I saw this pic yesterday of Kim Kardashian with a Sugar Factory Lolli and it made me smile! I may not look like Kim, but I have my own Sugar Factory Couture lollipop. It's basically just a rhinestone-encrusted stick that has a giant yummy lollipop that screws into it. Once you're done with the sucker part, you unscrew it from the stick, throw it out, and put another one in. The one I bought is pink, and I love it!
If you're wondering how much these things costs, I'll tell you what I paid in Las Vegas. (I think Kim in the picture is celebrating a grand opening of the store in Los Angeles.) My couture lollipop from the Sugar Factory cost $23. Yes, yes, I know, it's incredibly silly and indulgent, but isn't that what being in Vegas is all about? The sucker refills were $12 for a pack of three.

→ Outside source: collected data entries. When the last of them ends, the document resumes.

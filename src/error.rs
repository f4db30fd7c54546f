/// Failures reported by the explicit fail-fast accessors.
///
/// Ordinary lookups never produce these: a missing key or an out-of-range rank
/// is reported as `None` (or `false` from `erase`). Only
/// [`OrderedRankMap::at`](crate::OrderedRankMap::at) and
/// [`OrderedRankMap::try_get_by_rank`](crate::OrderedRankMap::try_get_by_rank)
/// return an `Error`.
#[derive(Debug, Clone, Copy, PartialEq, Eq, thiserror::Error)]
pub enum Error {
    #[error("key not found")]
    KeyNotFound,

    #[error("rank {rank} out of range for map of length {len} (ranks start at 1)")]
    RankOutOfRange { rank: usize, len: usize },
}

pub type Result<T, E = Error> = std::result::Result<T, E>;
//! Key ordering strategies.
//!
//! A map is parameterised by a [`Comparator`] chosen at construction time and
//! stored by value. The ordering it defines decides iteration direction, what
//! "first" and "last" mean, and which key has rank 1.

use std::cmp::Ordering;

/// A total order over `T`.
///
/// Implementations must be consistent: `compare(a, b)` is the reverse of
/// `compare(b, a)`, and the relation is transitive. A comparator that violates
/// this is a logic error; the map stays memory safe but its results are
/// unspecified.
///
/// # Examples
///
/// ```
/// use std::cmp::Ordering;
/// use ranked_maps::{Comparator, SkipListMap};
///
/// #[derive(Clone, Copy, Default)]
/// struct ByLength;
///
/// impl Comparator<str> for ByLength {
///     fn compare(&self, a: &str, b: &str) -> Ordering {
///         a.len().cmp(&b.len()).then_with(|| a.cmp(b))
///     }
/// }
///
/// impl Comparator<&str> for ByLength {
///     fn compare(&self, a: &&str, b: &&str) -> Ordering {
///         <Self as Comparator<str>>::compare(self, a, b)
///     }
/// }
///
/// let mut map = SkipListMap::with_comparator(ByLength);
/// map.insert("ccc", 3);
/// map.insert("a", 1);
/// map.insert("bb", 2);
/// let keys: Vec<_> = map.keys().copied().collect();
/// assert_eq!(keys, ["a", "bb", "ccc"]);
/// ```
pub trait Comparator<T: ?Sized> {
    /// Compares two keys.
    fn compare(&self, a: &T, b: &T) -> Ordering;

    /// Returns true if `a` sorts strictly before `b`.
    #[inline]
    fn precedes(&self, a: &T, b: &T) -> bool {
        self.compare(a, b) == Ordering::Less
    }
}

/// Smallest key first, following [`Ord`]. This is the default.
#[derive(Clone, Copy, Debug, Default, Eq, PartialEq, Hash)]
pub struct Ascending;

/// Largest key first, the reverse of [`Ord`].
#[derive(Clone, Copy, Debug, Default, Eq, PartialEq, Hash)]
pub struct Descending;

impl<T: ?Sized + Ord> Comparator<T> for Ascending {
    #[inline]
    fn compare(&self, a: &T, b: &T) -> Ordering {
        a.cmp(b)
    }
}

impl<T: ?Sized + Ord> Comparator<T> for Descending {
    #[inline]
    fn compare(&self, a: &T, b: &T) -> Ordering {
        b.cmp(a)
    }
}

#[cfg(test)]
mod tests {
    use super::*;

    #[test]
    fn ascending_follows_ord() {
        assert_eq!(Ascending.compare(&1, &2), Ordering::Less);
        assert_eq!(Ascending.compare(&2, &2), Ordering::Equal);
        assert!(Ascending.precedes(&"a", &"b"));
    }

    #[test]
    fn descending_reverses_ord() {
        assert_eq!(Descending.compare(&1, &2), Ordering::Greater);
        assert_eq!(Descending.compare(&2, &2), Ordering::Equal);
        assert!(Descending.precedes(&9, &1));
        assert!(!Descending.precedes(&1, &1));
    }

    #[test]
    fn unsized_keys_compare() {
        assert!(Ascending.precedes("abc", "abd"));
        assert!(Descending.precedes([3u8].as_slice(), [2u8, 9].as_slice()));
    }
}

So far, I ate one of the suckers on my wedding night and haven't had one of the refills yet. Maybe my 33rd birthday calls for another sucker :). I am heading home to Georgia this morning (my back, mercifully, is feeling so much better so far this morning) to be with my family. So many January birthdays, especially with the addition of Sami last year! It should be a fun time, so I am looking forward to it. Of course, this will also be the first time I am away from G since he became my husband, so that's sad and I'll miss him, but at least it is only a few days.

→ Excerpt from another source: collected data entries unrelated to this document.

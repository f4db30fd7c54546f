use super::handle::Handle;

/// Slot table owning every node of a map.
///
/// Freed slots are recycled through `free`, so handles stay small and stable for
/// the lifetime of the node they name. Dropping the arena drops all nodes in a
/// single pass over `slots`, without recursion.
pub(crate) struct Arena<T> {
    slots: Vec<Option<T>>,
    free: Vec<Handle>,
}

impl<T> Arena<T> {
    pub(crate) const fn new() -> Self {
        Self {
            slots: Vec::new(),
            free: Vec::new(),
        }
    }

    pub(crate) fn with_capacity(capacity: usize) -> Self {
        Self {
            slots: Vec::with_capacity(capacity),
            free: Vec::new(),
        }
    }

    pub(crate) fn capacity(&self) -> usize {
        self.slots.capacity()
    }

    pub(crate) const fn len(&self) -> usize {
        self.slots.len().saturating_sub(self.free.len())
    }

    pub(crate) fn alloc(&mut self, element: T) -> Handle {
        if let Some(h) = self.free.pop() {
            self.slots[h.to_index()] = Some(element);
            h
        } else {
            assert!(
                self.slots.len() <= Handle::MAX,
                "`Arena::alloc()` - arena is at maximum capacity ({})",
                Handle::MAX + 1
            );
            self.slots.push(Some(element));
            Handle::from_index(self.slots.len() - 1)
        }
    }

    #[inline]
    pub(crate) fn get(&self, handle: Handle) -> &T {
        self.slots[handle.to_index()].as_ref().expect("`Arena::get()` - `handle` is invalid!")
    }

    #[inline]
    pub(crate) fn get_mut(&mut self, handle: Handle) -> &mut T {
        self.slots[handle.to_index()].as_mut().expect("`Arena::get_mut()` - `handle` is invalid!")
    }

    /// Borrows two distinct slots mutably at once.
    pub(crate) fn get_pair_mut(&mut self, a: Handle, b: Handle) -> (&mut T, &mut T) {
        let (ia, ib) = (a.to_index(), b.to_index());
        assert_ne!(ia, ib, "`Arena::get_pair_mut()` - handles must be distinct!");

        let (low, high) = if ia < ib { (ia, ib) } else { (ib, ia) };
        let (head, tail) = self.slots.split_at_mut(high);
        let low_ref = head[low].as_mut().expect("`Arena::get_pair_mut()` - `handle` is invalid!");
        let high_ref = tail[0].as_mut().expect("`Arena::get_pair_mut()` - `handle` is invalid!");

        if ia < ib { (low_ref, high_ref) } else { (high_ref, low_ref) }
    }

    pub(crate) fn take(&mut self, handle: Handle) -> T {
        let element = self.slots[handle.to_index()].take().expect("`Arena::take()` - `handle` is invalid!");
        self.free.push(handle);
        element
    }

    pub(crate) fn clear(&mut self) {
        self.slots.clear();
        self.free.clear();
    }
}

As far as turning 33 goes, I'm not exactly thrilled about it. I keep thinking that I wish I was only turning 23. I wish I had found G sooner and made better choices earlier on. 33 feels so old in some ways. It's not fair for us women who have a biological clock that ticks and counts down our years of child-bearing possibilities. Just about everyone I know already has a kid, and I'm just not sure I'm ready yet...but 33 means only so many years left to go down that path. Then again, there are still years and there's no rush. I just tend to freak out on my birthdays these days. So... 33. I guess now that I've added some more double letters to my name (and since I took my maiden name on as my middle name legally), now I have four sets of double letters in my full name. Might as well as a double age to that mix. Maybe there's some sort of magic in that. Maybe this is the year that I become the person I know I can be. My birthday is coming either way, so I might as well view it as some magical age that will help to bring awesomeness into my life :).
One thing is for certain: I am coming into this age happier than I have been in a very long time. My wonderful husband has a lot to do with that. :) And so does, perhaps, my couture lollipop.